Por outro lado, nem de longe concordam com as conquistas e os direitos adquiridos das empregadas domésticas, por exemplo. A depender deles, elas ainda estariam ganhando um mísero salário, embora prontas para entrarem no serviço às 6 horas da manhã e só saírem às 21 ou 22 horas. De agrado, receberiam peças de roupas usadas e fora de moda ou algum calçado velho que não lhes serve mais. Esqueceram que o tempo da senzala acabou.

Percebe-se no meio de toda essa euforia que novas denúncias vão surgindo na imprensa, de ambos os lados, desnudando muitos políticos e empresários e mostrando suas verdadeiras faces. Muitos que se julgavam paladinos da honestidade e da decência e participaram de cara limpa das manifestações, estão vendo suas máscaras caírem. É a velha história do roto falando do esfarrapado. No final a verdade termina vindo à tona. E aí a velha, surrada e desacreditada imprensa se quiser sobreviver, terá que seguir o caminho da verdade. A população já está cansada de tanta mentira. Basta de rede Globo, Veja, Folha de São Paulo, Estadão por aí vai. Precisamos de uma imprensa independente, não atrelada a interesses escusos e mesquinhos. A elite branca e de direita especificamente, achou lindo e maravilhoso bater panelas, desfilar seus tênis de marca pela avenida paulista, mirando-se única e exclusivamente na presidente. Quero ver mesmo é se estão prontos para lavar bem essas mesmas panelas. Como exercício aproveitariam também para lavar a boca suja depois de tantos impropérios e vitupérios. Como sou um apaixonado por dicionários, fui dar uma olhada nas palavras usadas acima e encontrei uma citação de Frei Luís de Souza, em uma de suas obras, falando sobre impropérios: “começaram a vazar pelas bocas malditas todas as infâmias e impropérios que a raiva e a paixão e a perversa natureza lhes ensinava”. Para a turma anestesiada da Rede Globo e que ainda assiste Jornal Nacional e lê Veja, com um pouco de discernimento e coragem, aconselho a assistirem via internet, a excelente e oportuna entrevista de Juca Kfouri – “Não se faz política com ódio”. Quem sabe não se tornem pessoas melhores.
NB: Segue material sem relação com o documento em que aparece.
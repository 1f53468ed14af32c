use std::collections::HashMap;
use std::fs;
use std::path::{Path, PathBuf};

use anyhow::{anyhow, Context, Result};
use once_cell::sync::Lazy;
use serde::de::DeserializeOwned;
use serde::Deserialize;

static MANIFEST: Lazy<Manifest> = Lazy::new(|| {
    let raw = include_str!("../../../../fixtures/manifest.json");
    serde_json::from_str(raw).expect("fixtures manifest should parse")
});

#[derive(Debug, Deserialize)]
struct Manifest {
    /// Page wiring specs, by site name.
    pages: HashMap<String, String>,
    /// DOM snapshots matching the pages.
    doms: HashMap<String, String>,
}

fn fixtures_root() -> PathBuf {
    Path::new(env!("CARGO_MANIFEST_DIR")).join("../../../fixtures")
}

fn resolve_path(rel: &str) -> PathBuf {
    fixtures_root().join(rel)
}

fn read_to_string(rel: &str) -> Result<String> {
    let path = resolve_path(rel);
    fs::read_to_string(&path)
        .with_context(|| format!("failed to read fixture at {}", path.display()))
}

fn load_json<T: DeserializeOwned>(rel: &str) -> Result<T> {
    let text = read_to_string(rel)?;
    serde_json::from_str(&text).with_context(|| format!("failed to parse JSON fixture {rel}"))
}

fn lookup<'a>(map: &'a HashMap<String, String>, kind: &str, name: &str) -> Result<&'a str> {
    map.get(name)
        .map(String::as_str)
        .ok_or_else(|| anyhow!("unknown {kind} fixture '{name}'"))
}

pub mod pages {
    use super::*;

    pub fn keys() -> Vec<String> {
        MANIFEST.pages.keys().cloned().collect()
    }

    pub fn json(name: &str) -> Result<String> {
        read_to_string(lookup(&MANIFEST.pages, "page", name)?)
    }

    pub fn load<T: DeserializeOwned>(name: &str) -> Result<T> {
        super::load_json(lookup(&MANIFEST.pages, "page", name)?)
    }

    pub fn path(name: &str) -> Result<PathBuf> {
        Ok(resolve_path(lookup(&MANIFEST.pages, "page", name)?))
    }
}

pub mod doms {
    use super::*;

    pub fn keys() -> Vec<String> {
        MANIFEST.doms.keys().cloned().collect()
    }

    pub fn json(name: &str) -> Result<String> {
        read_to_string(lookup(&MANIFEST.doms, "dom", name)?)
    }

    pub fn load<T: DeserializeOwned>(name: &str) -> Result<T> {
        super::load_json(lookup(&MANIFEST.doms, "dom", name)?)
    }
}

#[cfg(test)]
mod tests {
    use super::*;

    #[test]
    fn manifest_pairs_pages_with_doms() {
        for name in pages::keys() {
            assert!(doms::keys().contains(&name), "page '{name}' has no DOM snapshot");
            assert!(pages::path(&name).unwrap().exists());
            let _: serde_json::Value = pages::load(&name).unwrap();
            let _: serde_json::Value = doms::load(&name).unwrap();
        }
    }

    #[test]
    fn unknown_fixture_is_an_error() {
        let err = pages::json("missing").unwrap_err();
        assert!(err.to_string().contains("unknown page fixture 'missing'"));
    }
}
//! Deterministic timer queue standing in for `setTimeout`/`setInterval`.
//!
//! Tasks run in `(due_at, order)` order; interval tasks re-arm themselves after
//! each run and run at most once per `run_due`, like a throttled `setInterval`. There is no cancellation: once scheduled, a task runs.

use serde::{Deserialize, Serialize};

use crate::ids::{IdAllocator, TimerId};

/// Upper bound on tasks run by one `run_due` call.
const DEFAULT_STEP_LIMIT: usize = 10_000;
/// Intervals shorter than this are clamped, as browsers do.
const MIN_INTERVAL_MS: f64 = 1.0;

/// Next due time strictly after `now_ms`, on the interval's original phase.
/// Periods missed during a stall are dropped, not replayed.
fn rearm_after(due_at: f64, period: f64, now_ms: f64) -> f64 {
    let next = due_at + period;
    if next > now_ms {
        return next;
    }
    next + period * (((now_ms - next) / period).floor() + 1.0)
}

#[derive(Clone, Debug)]
pub struct ScheduledTask<T> {
    pub id: TimerId,
    pub due_at: f64,
    pub order: u64,
    pub interval_ms: Option<f64>,
    pub task: T,
}

/// Externally visible view of a queued task.
#[derive(Copy, Clone, Debug, PartialEq, Serialize, Deserialize)]
pub struct PendingTimer {
    pub id: TimerId,
    pub due_at: f64,
    pub order: u64,
    pub interval_ms: Option<f64>,
}

#[derive(Debug)]
pub struct TimerQueue<T> {
    tasks: Vec<ScheduledTask<T>>,
    ids: IdAllocator,
    next_order: u64,
    step_limit: usize,
}

impl<T> Default for TimerQueue<T> {
    fn default() -> Self {
        Self {
            tasks: Vec::new(),
            ids: IdAllocator::new(),
            next_order: 0,
            step_limit: DEFAULT_STEP_LIMIT,
        }
    }
}

impl<T: Clone> TimerQueue<T> {
    pub fn new() -> Self {
        Self::default()
    }

    pub fn with_step_limit(step_limit: usize) -> Self {
        Self {
            step_limit: step_limit.max(1),
            ..Self::default()
        }
    }

    fn push(&mut self, due_at: f64, interval_ms: Option<f64>, task: T) -> TimerId {
        let id = self.ids.alloc_timer();
        let order = self.next_order;
        self.next_order += 1;
        self.tasks.push(ScheduledTask {
            id,
            due_at,
            order,
            interval_ms,
            task,
        });
        id
    }

    /// One-shot task `delay_ms` after `now_ms`.
    pub fn schedule(&mut self, now_ms: f64, delay_ms: f64, task: T) -> TimerId {
        self.push(now_ms + delay_ms.max(0.0), None, task)
    }

    /// Repeating task, first run one period after `now_ms`.
    pub fn schedule_interval(&mut self, now_ms: f64, period_ms: f64, task: T) -> TimerId {
        let period = period_ms.max(MIN_INTERVAL_MS);
        self.push(now_ms + period, Some(period), task)
    }

    fn next_index(&self, due_limit: f64) -> Option<usize> {
        self.tasks
            .iter()
            .enumerate()
            .filter(|(_, t)| t.due_at <= due_limit)
            .min_by(|(_, a), (_, b)| a.due_at.total_cmp(&b.due_at).then(a.order.cmp(&b.order)))
            .map(|(i, _)| i)
    }

    /// Pop every task due at or before `now_ms`, re-arming intervals.
    pub fn run_due(&mut self, now_ms: f64) -> Vec<(TimerId, T)> {
        let mut ran = Vec::new();
        while let Some(idx) = self.next_index(now_ms) {
            if ran.len() >= self.step_limit {
                log::warn!(
                    "timer step limit {} reached at t={now_ms}; {} task(s) deferred",
                    self.step_limit,
                    self.tasks.len()
                );
                break;
            }
            match self.tasks[idx].interval_ms {
                Some(period) => {
                    let order = self.next_order;
                    self.next_order += 1;
                    let t = &mut self.tasks[idx];
                    t.due_at = rearm_after(t.due_at, period, now_ms);
                    t.order = order;
                    ran.push((t.id, t.task.clone()));
                }
                None => {
                    let t = self.tasks.remove(idx);
                    ran.push((t.id, t.task));
                }
            }
        }
        ran
    }

    pub fn pending(&self) -> Vec<PendingTimer> {
        let mut timers: Vec<PendingTimer> = self
            .tasks
            .iter()
            .map(|t| PendingTimer {
                id: t.id,
                due_at: t.due_at,
                order: t.order,
                interval_ms: t.interval_ms,
            })
            .collect();
        timers.sort_by(|a, b| a.due_at.total_cmp(&b.due_at).then(a.order.cmp(&b.order)));
        timers
    }

    /// Earliest due time of any queued task.
    pub fn next_due(&self) -> Option<f64> {
        self.tasks.iter().map(|t| t.due_at).min_by(f64::total_cmp)
    }

    /// True when only repeating tasks remain.
    pub fn only_intervals(&self) -> bool {
        self.tasks.iter().all(|t| t.interval_ms.is_some())
    }

    pub fn len(&self) -> usize {
        self.tasks.len()
    }

    pub fn is_empty(&self) -> bool {
        self.tasks.is_empty()
    }
}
A entrevista de Flávio Dino, governador do Maranhão, à revista Carta Capital, é uma boa lição de cidadania e ensina muito àqueles que ouviram o galo cantar mas não sabem onde. Ler é sempre bom, principalmente quando for algo instrutivo.

E para complementar, vai aqui um presente de Graciliano Ramos, sobre a palavra.

“Deve-se escrever da mesma maneira como as lavadeiras lá de Alagoas fazem seu ofício. Elas começam com uma primeira lavada, molham a roupa suja na beira da lagoa ou do riacho, torcem o pano, molham-no novamente, voltam a torcer. Colocam o anil, ensaboam e torcem uma, duas vezes.

Depois enxaguam, dão mais uma molhada, agora jogando a água com a mão. Batem o pano na laje ou na pedra limpa, e dão mais uma torcida e mais outra, torcem até não pingar do pano uma só gota.

Somente depois de feito tudo isso é que elas dependuram a roupa lavada na corda ou no varal, para secar. Pois quem se mete a escrever devia fazer a mesma coisa. A palavra não foi feita para enfeitar, brilhar como ouro falso; a palavra foi feita para dizer.”

Graciliano tem muito a ensinar aos políticos.